DIRECTIONS – The lines below that include the word "full" are to be reported.

Saved data entries:
--------

impl Broker {
    pub fn new(cfg: BrokerConfig, bus: Bus) -> Self {
        Self {
            clients: RwLock::new(HashMap::new()),
            next_id: AtomicU64::new(1),
            dropped: AtomicU64::new(0),
            shutdown: CancellationToken::new(),
            cfg: BrokerConfig {
                mailbox_capacity: cfg.mailbox_capacity.max(1),
                ..cfg
            },
            bus,
        }
    }

    /// Registers a new mailbox.
    ///
    /// After shutdown the returned subscription is already closed.
    pub async fn subscribe(&self) -> Subscription {
        let id = SubscriberId(self.next_id.fetch_add(1, Ordering::Relaxed));
        let (tx, mailbox) = mpsc::channel(self.cfg.mailbox_capacity);

        let mut clients = self.clients.write().await;
        if self.shutdown.is_cancelled() {
            return Subscription { id, mailbox };
        }
        clients.insert(id, tx);
        let live = clients.len();
        drop(clients);

        self.bus.publish(RuntimeEvent::new(EventKind::SubscriberJoined).with_subscriber(id.0));
        debug!(subscriber = id.0, live, "subscriber joined");
        Subscription { id, mailbox }
    }

    /// Removes a mailbox; its reader sees end-of-stream after draining.
    ///
    /// Returns `false` if `id` was not registered.
    pub async fn unsubscribe(&self, id: SubscriberId) -> bool {
        let removed = self.clients.write().await.remove(&id).is_some();
        if removed {
            self.bus.publish(RuntimeEvent::new(EventKind::SubscriberLeft).with_subscriber(id.0));
            debug!(subscriber = id.0, "subscriber left");
        }
        removed
    }

    /// Copies `event` into every mailbox without waiting.
    ///
    /// Returns the number of subscribers that received it.
    pub async fn broadcast(&self, event: Event) -> usize {
        if self.shutdown.is_cancelled() {
            return 0;
        }
        let topic: Arc<str> = event.kind.as_str().into();
        let event = Arc::new(event);
        let mut delivered = 0;
        let mut stale = Vec::new();

        {
            let clients = self.clients.read().await;
            for (id, tx) in clients.iter() {
                let reason = match tx.try_send(Arc::clone(&event)) {
                    Ok(()) => {
                        delivered += 1;
                        continue;
                    }
                    Err(mpsc::error::TrySendError::Full(_)) => "full",
                    Err(mpsc::error::TrySendError::Closed(_)) => {
                        stale.push(*id);
                        "closed"
                    }
                };
                self.dropped.fetch_add(1, Ordering::Relaxed);
                self.bus.publish(
                    RuntimeEvent::new(EventKind::EventDropped)
                        .with_subscriber(id.0)
                        .with_topic(Arc::clone(&topic))
                        .with_reason(reason),
                );
            }
        }

        for id in stale {
            self.unsubscribe(id).await;
        }
        self.bus
            .publish(RuntimeEvent::new(EventKind::EventPublished).with_topic(topic));
        delivered
    }

    /// Shorthand for `broadcast(Event::new(kind, data))`.
    pub async fn publish(&self, kind: impl Into<String>, data: Value) -> usize {
        self.broadcast(Event::new(kind, data)).await
    }

    /// Stops the broker: every connection loop returns and every mailbox closes.
    ///
    /// Returns `false` if it was already stopped.
    pub async fn shutdown(&self) -> bool {
        if self.shutdown.is_cancelled() {
            return false;
        }
        self.shutdown.cancel();
        let drained: Vec<SubscriberId> = {
            let mut clients = self.clients.write().await;
            clients.drain().map(|(id, _)| id).collect()
        };
        for id in &drained {
            self.bus.publish(RuntimeEvent::new(EventKind::SubscriberLeft).with_subscriber(id.0));
        }
        info!(closed = drained.len(), "broker stopped");
        true
    }

    pub async fn subscriber_count(&self) -> usize {
        self.clients.read().await.len()
    }

    /// Events lost to full or closed mailboxes.
    pub fn dropped_events(&self) -> u64 {
        self.dropped.load(Ordering::Relaxed)
    }

    #[inline]
    pub fn is_shut_down(&self) -> bool {
        self.shutdown.is_cancelled()
    }

    /// Runs one subscriber's connection until it ends.
    ///
    /// Writes a `hello` frame, then mailbox events and periodic `ping`
    /// frames. Returns `Ok` when `conn` is cancelled, the broker shuts down or
    /// the subscriber is removed, even while a write is stuck on a client that
    /// stopped reading; returns the error when a write fails. The subscriber
    /// is unregistered on every exit, including when this future is dropped.
    pub async fn serve_stream<W>(
        self: &Arc<Self>,
        conn: CancellationToken,
        writer: &mut W,
    ) -> Result<(), StreamError>
    where
        W: StreamWriter + ?Sized,
    {
        let mut sub = self.subscribe().await;
        let id = sub.id();
        let registration = Registration {
            broker: Some(Arc::clone(self)),
            id,
        };
        let res = self.stream_loop(&mut sub, &conn, writer).await;
        registration.release().await;

        if let Err(e) = &res {
            self.bus.publish(
                RuntimeEvent::new(EventKind::StreamFailed)
                    .with_subscriber(id.0)
                    .with_reason(e.to_string()),
            );
            debug!(subscriber = id.0, error = e.as_label(), "stream ended with error");
        }
        res
    }

    async fn stream_loop<W>(
        &self,
        sub: &mut Subscription,
        conn: &CancellationToken,
        writer: &mut W,
    ) -> Result<(), StreamError>
    where
        W: StreamWriter + ?Sized,
    {
        if !self.deliver(conn, writer, &hello_frame(sub.id().0)).await? {
            return Ok(());
        }

        let mut keepalive = self.cfg.ping_interval().map(|period| {
            let mut iv = time::interval_at(Instant::now() + period, period);
            iv.set_missed_tick_behavior(MissedTickBehavior::Delay);
            iv
        });

        loop {
            let frame = tokio::select! {
                _ = conn.cancelled() => return Ok(()),
                _ = self.shutdown.cancelled() => return Ok(()),
                _ = next_tick(&mut keepalive) => ping_frame(),
                ev = sub.recv() => match ev {
                    Some(ev) => ev.to_frame()?,
                    None => return Ok(()),
                },
            };
            if !self.deliver(conn, writer, &frame).await? {
                return Ok(());
            }
        }
    }

    /// Writes `frame` unless the connection or the broker stops first.
    ///
    /// Returns `false` when a stop won the race and the frame was abandoned.
    async fn deliver<W>(
        &self,
        conn: &CancellationToken,
        writer: &mut W,
        frame: &Frame,
    ) -> Result<bool, StreamError>
    where
        W: StreamWriter + ?Sized,
    {
        tokio::select! {
            biased;
            _ = conn.cancelled() => Ok(false),
            _ = self.shutdown.cancelled() => Ok(false),
            res = send(writer, frame) => res.map(|()| true),
        }
    }
}

/// Keeps a subscriber registered while its connection loop runs.
///
/// Dropped without [`Registration::release`] (the loop's future was dropped),
/// it removes the subscriber from a spawned task.
struct Registration {
    broker: Option<Arc<Broker>>,
    id: SubscriberId,
}

impl Registration {
    async fn release(mut self) {
        if let Some(broker) = &self.broker {
            broker.unsubscribe(self.id).await;
        }
        self.broker = None;
    }
}

impl Drop for Registration {
    fn drop(&mut self) {
        let Some(broker) = self.broker.take() else {
            return;
        };
        let id = self.id;
        if let Ok(rt) = tokio::runtime::Handle::try_current() {
            rt.spawn(async move {
                broker.unsubscribe(id).await;
            });
        }
    }
}

async fn next_tick(keepalive: &mut Option<Interval>) {
    match keepalive {
        Some(iv) => {
            iv.tick().await;
        }
        None => std::future::pending().await,
    }
}

async fn send<W>(writer: &mut W, frame: &Frame) -> Result<(), StreamError>
where
    W: StreamWriter + ?Sized,
{
    writer.write_frame(frame).await?;
    writer.flush().await
}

--------

PROBLEM SOLUTION –
                    Err(mpsc::error::TrySendError::Full(_)) => "full",
    /// Events lost to full or closed mailboxes.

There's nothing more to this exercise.